> [Problem to solve]: Return every line of the listing below so that it matches the original exactly.

** Opening Dataset excerpts block **

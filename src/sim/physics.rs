//! Car physics and control input handling

use tracing::{debug, warn};

use super::car::{CarState, Gear, TurnSignal};

/// Largest steering deflection in either direction (degrees)
pub const MAX_STEERING_ANGLE: f32 = 45.0;

/// Physics constants for the simulated car
#[derive(Debug, Clone, Copy)]
pub struct PhysicsParams {
    /// Maximum speed in either direction
    pub max_speed: f32,
    /// Exponential friction applied every tick
    pub friction: f32,
    /// Turn sensitivity
    pub turning_factor: f32,
    /// Speed multiplier applied when switching between Drive and Reverse
    pub gear_change_stop_factor: f32,
    /// Coasting below this speed stops the car outright
    pub coast_stop_speed: f32,
    /// Below this speed the car neither turns nor keeps residual speed
    pub motion_threshold: f32,
    /// Car length, reported to clients for rendering
    pub car_length: f32,
    /// Car width, reported to clients for rendering
    pub car_width: f32,
}

impl Default for PhysicsParams {
    fn default() -> Self {
        Self {
            max_speed: 250.0,
            friction: 0.99,
            turning_factor: 3.0,
            gear_change_stop_factor: 0.5,
            coast_stop_speed: 1.0,
            motion_threshold: 0.1,
            car_length: 80.0,
            car_width: 30.0,
        }
    }
}

/// A partial set of commanded inputs. Manual control messages and hardware
/// telemetry are both expressed as this and go through the same setters.
#[derive(Debug, Clone, Copy, Default, PartialEq)]
pub struct ControlInputs {
    pub acceleration: Option<f32>,
    pub deceleration: Option<f32>,
    pub steering_angle: Option<f32>,
    pub gear: Option<Gear>,
    pub turn_signal: Option<TurnSignal>,
    pub handbrake: Option<bool>,
}

impl ControlInputs {
    pub fn apply_to(&self, engine: &mut PhysicsEngine) {
        if let Some(acceleration) = self.acceleration {
            engine.set_acceleration(acceleration);
        }
        if let Some(deceleration) = self.deceleration {
            engine.set_deceleration(deceleration);
        }
        if let Some(angle) = self.steering_angle {
            engine.set_steering(angle);
        }
        if let Some(gear) = self.gear {
            engine.set_gear(gear);
        }
        if let Some(signal) = self.turn_signal {
            engine.set_turn_signal(signal);
        }
        if let Some(handbrake) = self.handbrake {
            engine.set_handbrake(handbrake);
        }
    }
}

/// Integrates control inputs into car state
#[derive(Debug, Clone)]
pub struct PhysicsEngine {
    state: CarState,
    params: PhysicsParams,
}

impl PhysicsEngine {
    pub fn new(params: PhysicsParams) -> Self {
        Self {
            state: CarState::default(),
            params,
        }
    }

    pub fn params(&self) -> &PhysicsParams {
        &self.params
    }

    /// Immutable copy of the current state
    pub fn state(&self) -> CarState {
        self.state
    }

    /// Put the car back at the origin, parked, with all inputs released
    pub fn reset(&mut self) {
        self.state = CarState::default();
    }

    pub fn set_acceleration(&mut self, rate: f32) {
        if !rate.is_finite() {
            warn!(rate, "Ignoring non-finite acceleration");
            return;
        }
        self.state.acceleration_rate = rate.max(0.0);
        debug!(rate = self.state.acceleration_rate, "Acceleration set");
    }

    pub fn set_deceleration(&mut self, rate: f32) {
        if !rate.is_finite() {
            warn!(rate, "Ignoring non-finite deceleration");
            return;
        }
        self.state.deceleration_rate = rate.max(0.0);
        debug!(rate = self.state.deceleration_rate, "Deceleration set");
    }

    pub fn set_steering(&mut self, angle: f32) {
        if angle.is_nan() {
            warn!(angle, "Ignoring NaN steering angle");
            return;
        }
        // Infinities clamp to full lock
        self.state.steering_angle = angle.clamp(-MAX_STEERING_ANGLE, MAX_STEERING_ANGLE);
        debug!(angle = self.state.steering_angle, "Steering set");
    }

    pub fn set_gear(&mut self, gear: Gear) {
        let old = self.state.gear;
        if old == gear {
            return;
        }
        self.state.gear = gear;

        match (old, gear) {
            (_, Gear::Park) => self.state.speed = 0.0,
            // Going straight from D to R (or back) bleeds off speed first
            (Gear::Drive, Gear::Reverse) | (Gear::Reverse, Gear::Drive) => {
                self.state.speed *= self.params.gear_change_stop_factor;
            }
            _ => {}
        }

        debug!(from = %old, to = %gear, "Gear changed");
    }

    pub fn set_handbrake(&mut self, engaged: bool) {
        if self.state.handbrake != engaged {
            debug!(engaged, "Handbrake changed");
        }
        self.state.handbrake = engaged;
    }

    pub fn set_turn_signal(&mut self, signal: TurnSignal) {
        self.state.turn_signal = signal;
    }

    /// Advance the simulation by `dt` seconds
    pub fn update(&mut self, dt: f32) {
        if !dt.is_finite() || dt < 0.0 {
            warn!(dt, "Skipping physics update with invalid dt");
            return;
        }

        let p = self.params;
        let s = &mut self.state;

        match s.gear {
            Gear::Park => s.speed = 0.0,
            Gear::Drive => {
                s.speed = s.speed.max(0.0);
                if s.acceleration_rate > 0.0 {
                    s.speed += s.acceleration_rate * dt;
                } else if s.deceleration_rate > 0.0 {
                    s.speed = (s.speed - s.deceleration_rate * dt).max(0.0);
                }
                if s.acceleration_rate <= 0.0 && s.speed < p.coast_stop_speed {
                    s.speed = 0.0;
                }
            }
            Gear::Reverse => {
                s.speed = s.speed.min(0.0);
                if s.acceleration_rate > 0.0 {
                    s.speed -= s.acceleration_rate * dt;
                } else if s.deceleration_rate > 0.0 {
                    s.speed = (s.speed + s.deceleration_rate * dt).min(0.0);
                }
                if s.acceleration_rate <= 0.0 && s.speed > -p.coast_stop_speed {
                    s.speed = 0.0;
                }
            }
        }

        s.speed *= p.friction;
        s.speed = s.speed.clamp(-p.max_speed, p.max_speed);

        // Snap residual creep to rest, after friction and clamping
        if s.speed.abs() < p.motion_threshold {
            s.speed = 0.0;
        }

        if s.speed.abs() > p.motion_threshold {
            let mut turn = s.steering_angle * p.turning_factor * (s.speed.abs() / p.max_speed) * dt;
            // Steering feels mirrored when backing up
            if s.gear == Gear::Reverse {
                turn = -turn;
            }
            s.direction = normalize_degrees(s.direction + turn);
        }

        let heading = s.direction.to_radians();
        s.position.x += heading.sin() * s.speed * dt;
        s.position.y -= heading.cos() * s.speed * dt;
    }
}

impl Default for PhysicsEngine {
    fn default() -> Self {
        Self::new(PhysicsParams::default())
    }
}

/// Wrap an angle in degrees into (-180, 180]
pub fn normalize_degrees(degrees: f32) -> f32 {
    let wrapped = (degrees + 180.0).rem_euclid(360.0) - 180.0;
    if wrapped <= -180.0 {
        wrapped + 360.0
    } else {
        wrapped
    }
}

** Closing Dataset excerpts block **

> [Answer box]:
filename src/sim/physics.rs
//! Car physics and control input handling

use tracing::{debug, warn};

use super::car::{CarState, Gear, TurnSignal};

/// Largest steering deflection in either direction (degrees)
pub const MAX_STEERING_ANGLE: f32 = 45.0;

/// Physics constants for the simulated car
#[derive(Debug, Clone, Copy)]
pub struct PhysicsParams {
    /// Maximum speed in either direction
    pub max_speed: f32,
    /// Exponential friction applied every tick
    pub friction: f32,
    /// Turn sensitivity
    pub turning_factor: f32,
    /// Speed multiplier applied when switching between Drive and Reverse
    pub gear_change_stop_factor: f32,
    /// Coasting below this speed stops the car outright
    pub coast_stop_speed: f32,
    /// Below this speed the car neither turns nor keeps residual speed
    pub motion_threshold: f32,
    /// Car length, reported to clients for rendering
    pub car_length: f32,
    /// Car width, reported to clients for rendering
    pub car_width: f32,
}

impl Default for PhysicsParams {
    fn default() -> Self {
        Self {
            max_speed: 250.0,
            friction: 0.99,
            turning_factor: 3.0,
            gear_change_stop_factor: 0.5,
            coast_stop_speed: 1.0,
            motion_threshold: 0.1,
            car_length: 80.0,
            car_width: 30.0,
        }
    }
}

/// A partial set of commanded inputs. Manual control messages and hardware
/// telemetry are both expressed as this and go through the same setters.
#[derive(Debug, Clone, Copy, Default, PartialEq)]
pub struct ControlInputs {
    pub acceleration: Option<f32>,
    pub deceleration: Option<f32>,
    pub steering_angle: Option<f32>,
    pub gear: Option<Gear>,
    pub turn_signal: Option<TurnSignal>,
    pub handbrake: Option<bool>,
}

impl ControlInputs {
    pub fn apply_to(&self, engine: &mut PhysicsEngine) {
        if let Some(acceleration) = self.acceleration {
            engine.set_acceleration(acceleration);
        }
        if let Some(deceleration) = self.deceleration {
            engine.set_deceleration(deceleration);
        }
        if let Some(angle) = self.steering_angle {
            engine.set_steering(angle);
        }
        if let Some(gear) = self.gear {
            engine.set_gear(gear);
        }
        if let Some(signal) = self.turn_signal {
            engine.set_turn_signal(signal);
        }
        if let Some(handbrake) = self.handbrake {
            engine.set_handbrake(handbrake);
        }
    }
}

/// Integrates control inputs into car state
#[derive(Debug, Clone)]
pub struct PhysicsEngine {
    state: CarState,
    params: PhysicsParams,
}

impl PhysicsEngine {
    pub fn new(params: PhysicsParams) -> Self {
        Self {
            state: CarState::default(),
            params,
        }
    }

    pub fn params(&self) -> &PhysicsParams {
        &self.params
    }

    /// Immutable copy of the current state
    pub fn state(&self) -> CarState {
        self.state
    }

    /// Put the car back at the origin, parked, with all inputs released
    pub fn reset(&mut self) {
        self.state = CarState::default();
    }

    pub fn set_acceleration(&mut self, rate: f32) {
        if !rate.is_finite() {
            warn!(rate, "Ignoring non-finite acceleration");
            return;
        }
        self.state.acceleration_rate = rate.max(0.0);
        debug!(rate = self.state.acceleration_rate, "Acceleration set");
    }

    pub fn set_deceleration(&mut self, rate: f32) {
        if !rate.is_finite() {
            warn!(rate, "Ignoring non-finite deceleration");
            return;
        }
        self.state.deceleration_rate = rate.max(0.0);
        debug!(rate = self.state.deceleration_rate, "Deceleration set");
    }

    pub fn set_steering(&mut self, angle: f32) {
        if angle.is_nan() {
            warn!(angle, "Ignoring NaN steering angle");
            return;
        }
        // Infinities clamp to full lock
        self.state.steering_angle = angle.clamp(-MAX_STEERING_ANGLE, MAX_STEERING_ANGLE);
        debug!(angle = self.state.steering_angle, "Steering set");
    }

    pub fn set_gear(&mut self, gear: Gear) {
        let old = self.state.gear;
        if old == gear {
            return;
        }
        self.state.gear = gear;

        match (old, gear) {
            (_, Gear::Park) => self.state.speed = 0.0,
            // Going straight from D to R (or back) bleeds off speed first
            (Gear::Drive, Gear::Reverse) | (Gear::Reverse, Gear::Drive) => {
                self.state.speed *= self.params.gear_change_stop_factor;
            }
            _ => {}
        }

        debug!(from = %old, to = %gear, "Gear changed");
    }

    pub fn set_handbrake(&mut self, engaged: bool) {
        if self.state.handbrake != engaged {
            debug!(engaged, "Handbrake changed");
        }
        self.state.handbrake = engaged;
    }

    pub fn set_turn_signal(&mut self, signal: TurnSignal) {
        self.state.turn_signal = signal;
    }

    /// Advance the simulation by `dt` seconds
    pub fn update(&mut self, dt: f32) {
        if !dt.is_finite() || dt < 0.0 {
            warn!(dt, "Skipping physics update with invalid dt");
            return;
        }

        let p = self.params;
        let s = &mut self.state;

        match s.gear {
            Gear::Park => s.speed = 0.0,
            Gear::Drive => {
                s.speed = s.speed.max(0.0);
                if s.acceleration_rate > 0.0 {
                    s.speed += s.acceleration_rate * dt;
                } else if s.deceleration_rate > 0.0 {
                    s.speed = (s.speed - s.deceleration_rate * dt).max(0.0);
                }
                if s.acceleration_rate <= 0.0 && s.speed < p.coast_stop_speed {
                    s.speed = 0.0;
                }
            }
            Gear::Reverse => {
                s.speed = s.speed.min(0.0);
                if s.acceleration_rate > 0.0 {
                    s.speed -= s.acceleration_rate * dt;
                } else if s.deceleration_rate > 0.0 {
                    s.speed = (s.speed + s.deceleration_rate * dt).min(0.0);
                }
                if s.acceleration_rate <= 0.0 && s.speed > -p.coast_stop_speed {
                    s.speed = 0.0;
                }
            }
        }

        s.speed *= p.friction;
        s.speed = s.speed.clamp(-p.max_speed, p.max_speed);

        // Snap residual creep to rest, after friction and clamping
        if s.speed.abs() < p.motion_threshold {
            s.speed = 0.0;
        }

        if s.speed.abs() > p.motion_threshold {
            let mut turn = s.steering_angle * p.turning_factor * (s.speed.abs() / p.max_speed) * dt;
            // Steering feels mirrored when backing up
            if s.gear == Gear::Reverse {
                turn = -turn;
            }
            s.direction = normalize_degrees(s.direction + turn);
        }

        let heading = s.direction.to_radians();
        s.position.x += heading.sin() * s.speed * dt;
        s.position.y -= heading.cos() * s.speed * dt;
    }
}

impl Default for PhysicsEngine {
    fn default() -> Self {
        Self::new(PhysicsParams::default())
    }
}

/// Wrap an angle in degrees into (-180, 180]
pub fn normalize_degrees(degrees: f32) -> f32 {
    let wrapped = (degrees + 180.0).rem_euclid(360.0) - 180.0;
    if wrapped <= -180.0 {
        wrapped + 360.0
    } else {
        wrapped
    }
}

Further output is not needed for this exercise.